Age 4 to 5 Milestones
  • Understands the concept of “today”.
  • Makes fine size discriminations (e.g. can order objects according to size, can match objects according to length).
  • Makes broad classifications according to type (e.g. animals, foods, clothing).
  • Understands the sequencing of events (e.g. First we go to the store to buy a cake mix, then we will bake it, and after dinner we will eat it).
  • Begins to comprehend simple logic puzzles (e.g. If I cut an apple in half, how many pieces would I have?)
  • Independent play is longer (45 minutes or more).
  • Plays cooperatively with peers for extended periods.
  • Abstract thinking is becoming more advanced. For example, children this age can often comprehend the concept of “opposite”. They can also complete simple analogies (e.g. Birds like to fly, fish like to ___).
  • Uses some irregular past tense of verbs (e.g. ran instead of runned, left instead of leaved, fell instead of fall), but still over generalizes rules of grammar.
  • Can play simple organized games, while remembering the rules (e.g. musical chairs).
  • Enjoys pretend play with themes familiar to child (going to work, taking care of pets or babies, etc.).
  • Can build relatively complex structures with blocks or LEGOs (houses, etc.).
  • Fine motor skills are increasing. For example, by age 5 many children can operate difficult wind-up toys, or use a key.
  • Can follow simple directions in the appropriate sequence.
  • Can answer questions about a short story.
  • Can draw a person with 5 parts (e.g. head, hair, legs, arms, eyes).
  • Can recognize letters and associate some letters with their sounds.
  • Demonstrates understanding of one-to-one correspondence.
  • Can complete puzzles with 8-12 pieces.
  • Can copy a square.
  • Can cut on curved lines.
  • By age 5 can write own name.
  • Can recognize numerals from 1 to 10.
  • Can choose objects that have a similar characteristic, and express why they are similar.

5 to 6 Years

Kindergartners and 1st graders can use pull-down menus to launch programs themselves (some will even install them for you!). They can also use the computer for simulations, creativity and even for reference. With some help, they can go onto the Internet to research a topic of interest, such as dogs, cats or that special pet lizard. This is a time when solid computer activities can play a valuable role in supporting and building school skills. By this age, children know where the keys are on the keyboard, and can hunt and peck their own names. But don't expect them to be able to type yet... formal typing skills will come much later.

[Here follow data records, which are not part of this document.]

fn main() {
    // Only run linker script setup for hardware builds
    #[cfg(feature = "hardware")]
    {
        use std::env;
        use std::fs;
        use std::path::PathBuf;

        // Put `memory.x` in our output directory and ensure it's on the linker search path.
        let out = PathBuf::from(env::var_os("OUT_DIR").unwrap_or_default());
        let memory_x = include_bytes!("../../memory.x");
        if let Err(err) = fs::write(out.join("memory.x"), memory_x) {
            println!("cargo:warning=could not write memory.x: {err}");
        }

        println!("cargo:rustc-link-search={}", out.display());
        println!("cargo:rustc-link-arg-bins=--nmagic");
        println!("cargo:rustc-link-arg-bins=-Tlink.x");
        println!("cargo:rustc-link-arg-bins=-Tdefmt.x");
        println!("cargo:rerun-if-changed=../../memory.x");
    }

    println!("cargo:rerun-if-changed=build.rs");
}
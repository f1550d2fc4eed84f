//! Real-time image streaming
//!
//! One output step per DAC sample, paced by a [`Cadence`] at the image
//! sample rate. Steps are grouped in windows of [`WINDOW_STEPS`]; at the
//! first step of a window the actuator latches a nibble:
//!
//! ```text
//! window 0: read M, latch M & 0x0F ─┐
//! window 1:         latch M >> 4   ─┘ 746 steps later
//! window 2: read M', latch M' & 0x0F …
//! ```
//!
//! Every step fetches its bytes first and only then waits for its deadline,
//! so a step that also latches lines starts its output at the same instant
//! as one that only writes the DAC.

use embedded_hal::digital::OutputPin;
use embedded_hal::spi::SpiBus as HalSpiBus;
use flash::{FlashError, FlashReader, NorFlash};
use platform::config::{SAMPLE_RATE_HZ, WINDOW_STEPS};
use platform::{Actuator, Cadence, ControlState, Dac, SharedActuator, StepTimer};
use track::{HeaderState, TrackHeader, HEADER_LEN};

use crate::PlaybackError;

/// Sequential byte source for playback.
pub trait ByteStream {
    /// Error type
    type Error;

    /// The next byte of the image.
    fn next_byte(&mut self) -> Result<u8, Self::Error>;
}

impl<SPI, CS> ByteStream for FlashReader<'_, SPI, CS>
where
    SPI: HalSpiBus<u8>,
    CS: OutputPin,
{
    type Error = FlashError;

    fn next_byte(&mut self) -> Result<u8, FlashError> {
        FlashReader::next_byte(self)
    }
}

/// Read the 4-byte image header.
pub fn read_header<B: ByteStream>(source: &mut B) -> Result<TrackHeader, B::Error> {
    let mut bytes = [0u8; HEADER_LEN];
    for byte in &mut bytes {
        *byte = source.next_byte()?;
    }
    Ok(TrackHeader::from_bytes(bytes))
}

/// Play the image stored at flash address 0.
///
/// Refuses an uncommitted image with [`PlaybackError::Incomplete`]. Returns
/// the number of samples played when the image runs out.
pub fn play_track<SPI, CS, D, P, T>(
    flash: &NorFlash<'_, SPI, CS>,
    dac: &mut D,
    actuator: &SharedActuator<Actuator<P>>,
    timer: &mut T,
    control: &ControlState,
) -> Result<u32, PlaybackError>
where
    SPI: HalSpiBus<u8>,
    CS: OutputPin,
    D: Dac,
    P: OutputPin,
    T: StepTimer,
{
    let mut reader = flash.open_reader(0)?;
    let header = read_header(&mut reader)?;
    let HeaderState::Committed(payload_len) = header.state() else {
        #[cfg(feature = "defmt")]
        defmt::warn!("playback: image not committed");
        return Err(PlaybackError::Incomplete);
    };

    #[cfg(feature = "defmt")]
    defmt::info!("playback: {} bytes", payload_len);

    let result = stream(&mut reader, payload_len, dac, actuator, timer, control);

    #[cfg(feature = "defmt")]
    match &result {
        Ok(samples) => defmt::info!("playback: finished after {} samples", samples),
        Err(err) => defmt::info!("playback: stopped: {}", err),
    }
    result
}

/// Stream `payload_len` payload bytes from `source` to the outputs.
///
/// Stops with [`PlaybackError::Interrupted`] as soon as the restart signal
/// is seen, leaving the outputs as they are.
pub fn stream<B, D, P, T>(
    source: &mut B,
    payload_len: u32,
    dac: &mut D,
    actuator: &SharedActuator<Actuator<P>>,
    timer: &mut T,
    control: &ControlState,
) -> Result<u32, PlaybackError>
where
    B: ByteStream,
    PlaybackError: From<B::Error>,
    D: Dac,
    P: OutputPin,
    T: StepTimer,
{
    let mut remaining = payload_len;
    let mut position: u16 = 0;
    let mut pending_high: Option<u8> = None;
    let mut samples = 0u32;
    let mut cadence = Cadence::start(&*timer, SAMPLE_RATE_HZ);

    while remaining > 0 {
        if control.restart_requested() {
            return Err(PlaybackError::Interrupted);
        }

        let latch = if position == 0 {
            match pending_high.take() {
                Some(high) => Some(high),
                None => {
                    let mech = source.next_byte()?;
                    remaining = remaining.saturating_sub(1);
                    pending_high = Some(mech.wrapping_shr(4));
                    Some(mech & 0x0F)
                }
            }
        } else {
            None
        };
        let sample = if remaining > 0 {
            remaining = remaining.saturating_sub(1);
            Some(source.next_byte()?)
        } else {
            None
        };

        cadence.wait(timer);
        if let Some(nibble) = latch {
            actuator.with(|lines| lines.latch(nibble))?;
        }
        if let Some(code) = sample {
            dac.write(code);
            samples = samples.saturating_add(1);
        }

        position = position.saturating_add(1);
        if position >= WINDOW_STEPS {
            position = 0;
        }
    }
    Ok(samples)
}

#[cfg(test)]
#[allow(clippy::unwrap_used, clippy::indexing_slicing, clippy::arithmetic_side_effects)]
mod tests {
    use super::*;
    use core::convert::Infallible;
    use platform::mocks::{MockClock, MockLine, Recording};

    /// Payload bytes from memory; reads past the end see erased flash.
    struct Bytes<'a>(core::slice::Iter<'a, u8>);

    impl ByteStream for Bytes<'_> {
        type Error = Infallible;

        fn next_byte(&mut self) -> Result<u8, Infallible> {
            Ok(self.0.next().copied().unwrap_or(0xFF))
        }
    }

    fn outputs(clock: &MockClock) -> (Recording, SharedActuator<Actuator<MockLine>>) {
        let rec = Recording::with_clock(clock);
        let actuator = SharedActuator::new(Actuator::new(rec.lines()).unwrap());
        (rec, actuator)
    }

    #[test]
    fn header_is_read_little_endian() {
        let data = [0x34, 0x12, 0x00, 0x00, 0x99];
        let header = read_header(&mut Bytes(data.iter())).unwrap();
        assert_eq!(header.state(), HeaderState::Committed(0x1234));
    }

    #[test]
    fn mech_byte_alone_latches_and_plays_nothing() {
        let clock = MockClock::new();
        let (rec, actuator) = outputs(&clock);
        let samples = stream(
            &mut Bytes([0x3C].iter()),
            1,
            &mut rec.dac(),
            &actuator,
            &mut clock.clone(),
            &ControlState::new(),
        )
        .unwrap();
        assert_eq!(samples, 0);
        assert_eq!(rec.line_state(), 0x0C);
    }

    #[test]
    fn empty_payload_plays_nothing() {
        let clock = MockClock::new();
        let (rec, actuator) = outputs(&clock);
        let samples = stream(
            &mut Bytes([].iter()),
            0,
            &mut rec.dac(),
            &actuator,
            &mut clock.clone(),
            &ControlState::new(),
        )
        .unwrap();
        assert_eq!(samples, 0);
        assert!(rec.samples().is_empty());
    }
}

  • Understands the concepts of tomorrow and yesterday.
  • Understands the concepts of morning and night.
  • Knows his or her birthday month.
  • Can tell time on the hour around age 6.
  • Associates most letters with their sounds.
  • Begins to recognize simple words.
  • Knows both upper and lower case letters.
  • Can match simple words with each other.
  • Can answer “why” questions appropriately.
  • Waits for turn while playing or while waiting for adult attention.
  • Can follow the rules and directions of a classroom.
  • Continues to engage in pretend play with themes familiar to child.
  • Can adeptly use tools such as scissors, hammers, screwdrivers, etc. Can use scissors to cut out magazine pictures.
  • Can use visual details to determine if two pictures are the same or different.
  • Can copy a triangle.
  • Can color pictures within the lines.
  • Can write numerals from 1 to 10.
  • Completes 10 to 15 piece puzzles.
  • Can solve simple addition and subtraction exercises (If I had 4 apples and added 1 apple, how many would I have?).